Nth Root Calculator Complex Numbers

What is the nth root of a complex number?

The nth root of a complex number is a complex number that, when raised to the nth power, equals the original complex number. For a complex number z = a + bi, the nth roots are solutions to the equation z^n = a + bi.

Complex numbers have multiple roots, unlike real numbers which typically have one real nth root. The roots are equally spaced around a circle in the complex plane, forming a regular polygon.

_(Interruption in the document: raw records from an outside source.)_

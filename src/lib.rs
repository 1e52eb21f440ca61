//! This crate exposes a classic in-memory Binary Search Tree (BST)
//! with explicit, on-demand rebalancing.
//!
//! ## Binary Search Tree
//!
//! A Binary Search Tree is a data structure supporting operations to
//! insert, find, and delete stored values. BSTs are typically defined
//! recursively using the notion of a `Node`. A `Node` stores a value
//! and will sometimes have child `Node`s. The most important invariants
//! of a BST are:
//!
//! 1. For every `Node` in a BST, all the `Node`s in its left subtree have a
//!    value less than its own value.
//! 2. For every `Node` in a BST, all the `Node`s in its right subtree have a
//!    value greater than its own value.
//!
//! > Note that some `Node`s have no children. These `Node`s are called "leaf nodes".
//!
//! The benefits of these invariants are many. For instance, searching for
//! values in the tree takes `O(height)` (where `height` is defined as the longest
//! path from the root `Node` to a leaf `Node`). BSTs also naturally support
//! sorted iteration by visiting the left subtree, then the subtree root, then
//! the right subtree.
//!
//! This tree does *not* rebalance itself as values come and go. Building
//! from a sorted sequence yields a tree of height `⌊lg N⌋`, but a hostile
//! insertion order can degrade it all the way to a linked list. Callers
//! check [`Tree::is_balanced`] and call [`Tree::rebalance`] when they care.
//!
//! The four traversal orders ([`Tree::level_order`], [`Tree::pre_order`],
//! [`Tree::in_order`], [`Tree::post_order`]) are iterative, driven by the
//! [`scratch`] stack and queue rather than recursion, so traversal depth
//! never grows the call stack.

#![deny(missing_docs, clippy::clone_on_ref_ptr)]

mod error;
pub mod scratch;
#[cfg(test)]
mod test;
pub mod tree;

pub use error::{Error, Result};
pub use tree::{Link, Node, Tree};
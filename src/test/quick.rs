use quickcheck::{Arbitrary, Gen};

/// An enum for the various kinds of "things" to do to
/// binary search trees in a quicktest.
#[derive(Copy, Clone, Debug)]
pub(crate) enum Op<T> {
    /// Insert the value into the data structure
    Insert(T),
    /// Remove the value from the data structure
    Remove(T),
}

impl<T> Arbitrary for Op<T>
where
    T: Arbitrary,
{
    /// Tells quickcheck how to randomly choose an operation
    fn arbitrary(g: &mut Gen) -> Self {
        match g.choose(&[0, 1]).unwrap() {
            0 => Op::Insert(T::arbitrary(g)),
            1 => Op::Remove(T::arbitrary(g)),
            _ => unreachable!(),
        }
    }
}
impl<T> Tree<T> {
    /// Generates a new, empty `Tree`.
    pub fn new() -> Self {
        Self { root: None }
    }

    /// Builds a height-balanced tree from a strictly ascending,
    /// deduplicated sequence of values by recursive midpoint selection.
    /// The result has height `⌊lg N⌋`.
    ///
    /// The precondition is not checked: passing values that are unsorted or
    /// contain duplicates produces a tree that violates the search
    /// invariant, and every later operation on it is unspecified.
    ///
    /// # Examples
    ///
    /// ```
    /// use bstree::Tree;
    ///
    /// let tree = Tree::from_sorted(vec![1, 2, 3, 4, 5, 6, 7]);
    ///
    /// assert_eq!(tree.root().map(|n| &n.value), Some(&4));
    /// assert_eq!(tree.height(), 2);
    /// ```
    pub fn from_sorted(values: Vec<T>) -> Self {
        Self {
            root: build(values),
        }
    }

    /// Read-only access to the root node, for consumers (printers,
    /// renderers) that walk `value`/`left`/`right` themselves. `None` for
    /// the empty tree.
    pub fn root(&self) -> Option<&Node<T>> {
        self.root.as_deref()
    }

    /// Whether the tree holds no values.
    pub fn is_empty(&self) -> bool {
        self.root.is_none()
    }

    /// The number of values in the tree. Counted by traversal, `O(N)`.
    pub fn len(&self) -> usize {
        self.iter().count()
    }

    /// Inserts `value` into the tree by recursive descent.
    ///
    /// Fails with [`Error::DuplicateValue`] if the value is already
    /// present, leaving the tree untouched.
    ///
    /// # Examples
    ///
    /// ```
    /// use bstree::{Error, Tree};
    ///
    /// let mut tree = Tree::new();
    ///
    /// assert_eq!(tree.insert(1), Ok(()));
    /// assert_eq!(tree.insert(1), Err(Error::DuplicateValue));
    /// ```
    pub fn insert(&mut self, value: T) -> Result<()>
    where
        T: Ord,
    {
        insert(&mut self.root, value)
    }

    /// Potentially finds the node holding `value`. If no node holds it,
    /// `None` is returned; a miss is not an error.
    ///
    /// # Examples
    ///
    /// ```
    /// use bstree::Tree;
    ///
    /// let tree = Tree::from_sorted(vec![1, 2, 3]);
    ///
    /// assert_eq!(tree.find(&3).map(|n| &n.value), Some(&3));
    /// assert_eq!(tree.find(&42), None);
    /// ```
    pub fn find(&self, value: &T) -> Option<&Node<T>>
    where
        T: Ord,
    {
        find(&self.root, value)
    }

    /// Deletes the node holding `value` from the tree. A node with at most
    /// one child is spliced out; a node with two children adopts the value
    /// of its in-order successor (the smallest value in its right subtree),
    /// which is then removed from that subtree instead.
    ///
    /// Removing a value that isn't present does nothing. It is not an
    /// error.
    ///
    /// # Examples
    ///
    /// ```
    /// use bstree::Tree;
    ///
    /// let mut tree = Tree::from_sorted(vec![1, 2, 3]);
    /// tree.remove(&2);
    /// tree.remove(&42); // no-op
    ///
    /// assert_eq!(tree.find(&2), None);
    /// assert!(tree.find(&1).is_some());
    /// ```
    pub fn remove(&mut self, value: &T)
    where
        T: Ord,
    {
        remove(&mut self.root, value);
    }

    /// Visits every node breadth-first, top to bottom and left to right,
    /// using a FIFO queue as bookkeeping. A no-op on the empty tree.
    pub fn level_order<F>(&self, mut visit: F)
    where
        F: FnMut(&Node<T>),
    {
        let mut queue = Queue::new();
        if let Some(root) = self.root.as_deref() {
            queue.enqueue(root);
        }

        while let Ok(node) = queue.dequeue() {
            visit(node);
            if let Some(left) = node.left.as_deref() {
                queue.enqueue(left);
            }
            if let Some(right) = node.right.as_deref() {
                queue.enqueue(right);
            }
        }
    }

    /// Visits every node in node, left subtree, right subtree order, using
    /// a LIFO stack as bookkeeping. The right child is pushed before the
    /// left so that the left is popped first. A no-op on the empty tree.
    pub fn pre_order<F>(&self, mut visit: F)
    where
        F: FnMut(&Node<T>),
    {
        let mut stack = Stack::new();
        if let Some(root) = self.root.as_deref() {
            stack.push(root);
        }

        while let Ok(node) = stack.pop() {
            visit(node);
            if let Some(right) = node.right.as_deref() {
                stack.push(right);
            }
            if let Some(left) = node.left.as_deref() {
                stack.push(left);
            }
        }
    }

    /// Visits every node in left subtree, node, right subtree order (i.e.
    /// ascending value order), descending left spines onto a LIFO stack and
    /// unwinding them. A no-op on the empty tree.
    pub fn in_order<F>(&self, mut visit: F)
    where
        F: FnMut(&Node<T>),
    {
        let mut stack = Stack::new();
        let mut current = self.root.as_deref();

        loop {
            while let Some(node) = current {
                stack.push(node);
                current = node.left.as_deref();
            }

            match stack.pop() {
                Ok(node) => {
                    visit(node);
                    current = node.right.as_deref();
                }
                Err(_) => break,
            }
        }
    }

    /// Visits every node in left subtree, right subtree, node order. A
    /// last-visited marker distinguishes "right subtree still pending" from
    /// "right subtree done, emit the node". A no-op on the empty tree.
    pub fn post_order<F>(&self, mut visit: F)
    where
        F: FnMut(&Node<T>),
    {
        let mut stack: Stack<&Node<T>> = Stack::new();
        let mut current = self.root.as_deref();
        let mut last_visited: Option<&Node<T>> = None;

        while current.is_some() || !stack.is_empty() {
            while let Some(node) = current {
                stack.push(node);
                current = node.left.as_deref();
            }

            let top = match stack.peek() {
                Some(&top) => top,
                None => break,
            };

            match top.right.as_deref() {
                // Identity, not value: the marker must match this exact
                // node even though values are unique, since the marker is
                // compared before looking at the value at all.
                Some(right) if last_visited.map_or(true, |last| !ptr::eq(last, right)) => {
                    current = Some(right);
                }
                _ => {
                    visit(top);
                    last_visited = stack.pop().ok();
                }
            }
        }
    }

    /// An iterator over the values in ascending order. The lazy counterpart
    /// of [`Tree::in_order`].
    ///
    /// # Examples
    ///
    /// ```
    /// use bstree::Tree;
    ///
    /// let tree = Tree::from_sorted(vec![1, 2, 3]);
    /// let values: Vec<i32> = tree.iter().copied().collect();
    ///
    /// assert_eq!(values, [1, 2, 3]);
    /// ```
    pub fn iter(&self) -> Iter<'_, T> {
        Iter {
            stack: Stack::new(),
            current: self.root.as_deref(),
        }
    }

    /// The height of the tree: the longest path from the root to a leaf,
    /// counted in edges. `-1` for the empty tree, `0` for a single node.
    pub fn height(&self) -> isize {
        Self::height_of(self.root.as_deref())
    }

    /// The height of the subtree rooted at `node`, with `None` (the empty
    /// subtree) at `-1`. Recomputed on every call, `O(N)`.
    pub fn height_of(node: Option<&Node<T>>) -> isize {
        match node {
            None => -1,
            Some(node) => {
                1 + Self::height_of(node.left.as_deref()).max(Self::height_of(node.right.as_deref()))
            }
        }
    }

    /// The number of edges between the root and `node`, found by re-walking
    /// the search path for `node`'s value. `-1` for `None` (pairs with the
    /// miss case of [`Tree::find`]).
    ///
    /// Because the walk compares values rather than tracking identity, the
    /// answer is only meaningful for a node actually reachable from this
    /// tree's root. A node from some other tree whose value happens to be
    /// present here reports that value's depth *here*, and a value nowhere
    /// on its search path reports `-1`. See the crate's DESIGN notes.
    ///
    /// # Examples
    ///
    /// ```
    /// use bstree::Tree;
    ///
    /// let tree = Tree::from_sorted(vec![1, 2, 3, 4, 5, 6, 7]);
    ///
    /// assert_eq!(tree.depth(tree.find(&4)), 0);
    /// assert_eq!(tree.depth(tree.find(&1)), 2);
    /// assert_eq!(tree.depth(tree.find(&42)), -1);
    /// ```
    pub fn depth(&self, node: Option<&Node<T>>) -> isize
    where
        T: Ord,
    {
        let target = match node {
            None => return -1,
            Some(node) => node,
        };

        let mut steps = 0;
        let mut current = self.root.as_deref();
        while let Some(node) = current {
            match target.value.cmp(&node.value) {
                Ordering::Equal => return steps,
                Ordering::Less => current = node.left.as_deref(),
                Ordering::Greater => current = node.right.as_deref(),
            }
            steps += 1;
        }

        -1
    }

    /// Whether every node's left and right subtrees are within one level of
    /// each other in height (the AVL notion of balance, not perfect
    /// balance).
    pub fn is_balanced(&self) -> bool {
        balanced_height(self.root.as_deref()).is_some()
    }

    /// Rebuilds the tree into balanced shape: the values are drained in
    /// ascending order and fed back through the midpoint build, `O(N)` in
    /// both halves.
    ///
    /// Every previously obtained `&Node` is invalidated (the borrow checker
    /// enforces this); the new tree holds the same values in fresh nodes.
    ///
    /// # Examples
    ///
    /// ```
    /// use bstree::Tree;
    ///
    /// let mut tree = Tree::new();
    /// for x in 1..=10 {
    ///     tree.insert(x).unwrap();
    /// }
    /// assert!(!tree.is_balanced());
    ///
    /// tree.rebalance();
    /// assert!(tree.is_balanced());
    /// ```
    pub fn rebalance(&mut self) {
        let mut values = Vec::new();
        drain_in_order(self.root.take(), &mut values);
        self.root = build(values);
    }

    /// The node holding the smallest value, found by descending left from
    /// the root. `None` for the empty tree.
    pub fn smallest(&self) -> Option<&Node<T>> {
        let mut node = self.root.as_deref()?;
        while let Some(left) = node.left.as_deref() {
            node = left;
        }
        Some(node)
    }

    /// The node holding the largest value, found by descending right from
    /// the root. `None` for the empty tree.
    pub fn largest(&self) -> Option<&Node<T>> {
        let mut node = self.root.as_deref()?;
        while let Some(right) = node.right.as_deref() {
            node = right;
        }
        Some(node)
    }
}

impl<'a, T> IntoIterator for &'a Tree<T> {
    type Item = &'a T;
    type IntoIter = Iter<'a, T>;

    fn into_iter(self) -> Self::IntoIter {
        self.iter()
    }
}

/// An in-order iterator over borrowed values, created by [`Tree::iter`].
///
/// Holds a stack of not-yet-unwound ancestors, so it is lazy: each `next`
/// does only the work for one value.
#[derive(Debug)]
pub struct Iter<'a, T> {
    stack: Stack<&'a Node<T>>,
    current: Option<&'a Node<T>>,
}

impl<'a, T> Iterator for Iter<'a, T> {
    type Item = &'a T;

    fn next(&mut self) -> Option<Self::Item> {
        while let Some(node) = self.current {
            self.stack.push(node);
            self.current = node.left.as_deref();
        }

        let node = self.stack.pop().ok()?;
        self.current = node.right.as_deref();
        Some(&node.value)
    }
}
/// Schema for a group (sub-command level).
///
/// # Examples
///
/// ```
/// use argspec_core::{EndpointSpec, GroupSpec, OptionSpec};
///
/// let remote = GroupSpec::new("remote", 10)
///     .with_group(GroupSpec::new("add", 11))
///     .with_group(GroupSpec::new("remove", 12).with_abbreviation('r'));
/// assert_eq!(remote.arguments.groups.len(), 2);
///
/// let copy = GroupSpec::new("copy", 20)
///     .with_option(OptionSpec::flag("force", 21))
///     .with_endpoint(EndpointSpec::new(1));
/// assert_eq!(copy.options.len(), 1);
/// ```
#[derive(Debug, Clone, Default, PartialEq, Serialize, Deserialize)]
pub struct GroupSpec {
    pub name: String,
    pub id: u64,
    #[serde(default, skip_serializing_if = "Option::is_none")]
    pub abbreviation: Option<char>,
    #[serde(default)]
    pub description: Description,
    #[serde(default, skip_serializing_if = "Vec::is_empty")]
    pub options: Vec<OptionSpec>,
    #[serde(flatten)]
    pub arguments: ArgumentsSpec,
    #[serde(default, skip_serializing_if = "Vec::is_empty")]
    pub information: Vec<InformationSpec>,
    #[serde(default)]
    pub hidden: bool,
    /// Reference ids of options/information this group uses.
    #[serde(default, skip_serializing_if = "BTreeSet::is_empty")]
    pub links: BTreeSet<u64>,
}

impl GroupSpec {
    pub fn new(name: &str, id: u64) -> Self {
        Self {
            name: name.to_string(),
            id,
            ..Default::default()
        }
    }

    pub fn with_abbreviation(mut self, abbreviation: char) -> Self {
        self.abbreviation = Some(abbreviation);
        self
    }

    pub fn with_description(mut self, text: &str) -> Self {
        self.description.text = text.to_string();
        self
    }

    pub fn with_option(mut self, option: OptionSpec) -> Self {
        self.options.push(option);
        self
    }

    pub fn with_group(mut self, group: GroupSpec) -> Self {
        self.arguments.groups.push(group);
        self
    }

    pub fn with_label(mut self, label: &str) -> Self {
        self.arguments.label = Some(label.to_string());
        self
    }

    pub fn with_endpoint(mut self, endpoint: EndpointSpec) -> Self {
        self.arguments.endpoints.push(endpoint);
        self
    }

    pub fn with_positional(mut self, positional: PositionalSpec) -> Self {
        self.arguments.positionals.push(positional);
        self
    }

    /// Requirement counts for directly declared positionals; `0` maximum
    /// means unbounded.
    pub fn with_requirement(mut self, minimum: usize, maximum: Option<usize>) -> Self {
        self.arguments.minimum = Some(minimum);
        self.arguments.maximum = maximum;
        self
    }

    pub fn with_information(mut self, information: InformationSpec) -> Self {
        self.information.push(information);
        self
    }

    pub fn with_constraint(mut self, constraint: Constraint) -> Self {
        self.arguments.constraints.push(constraint);
        self
    }

    pub fn hidden(mut self) -> Self {
        self.hidden = true;
        self
    }

    pub fn with_link(mut self, reference: u64) -> Self {
        self.links.insert(reference);
        self
    }
}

How to calculate the nth root of complex numbers

Calculating the nth root of a complex number involves several steps:

1. Convert the complex number to polar form (r, θ)
2. Calculate the nth root of the magnitude: r^1/n
3. Divide the angle by n and add 2πk/n for each root (k = 0 to n-1)
4. Convert back to rectangular form using trigonometric functions

This process ensures you find all possible roots of the complex number.

Example calculation

Let's find the cube roots of the complex number 1 + i.

1. Convert to polar form: r = √(1² + 1²) = √2, θ = arctan(1/1) = π/4
2. Calculate the magnitude root: (√2)^1/3 ≈ 1.2599
3. Calculate angles for each root:
   • k=0: (π/4 + 0)/3 ≈ 0.2618 radians
   • k=1: (π/4 + 2π)/3 ≈ 2.3562 radians
   • k=2: (π/4 + 4π)/3 ≈ 4.4506 radians
4. Convert back to rectangular form:
   • First root: 1.2599 [cos(0.2618) + i sin(0.2618)] ≈ 1.1736 + 0.4244i
   • Second root: 1.2599 [cos(2.3562) + i sin(2.3562)] ≈ -1.0000 + 1.1736i
   • Third root: 1.2599 [cos(4.4506) + i sin(4.4506)] ≈ -0.1736 - 1.5980i

These are the three cube roots of 1 + i.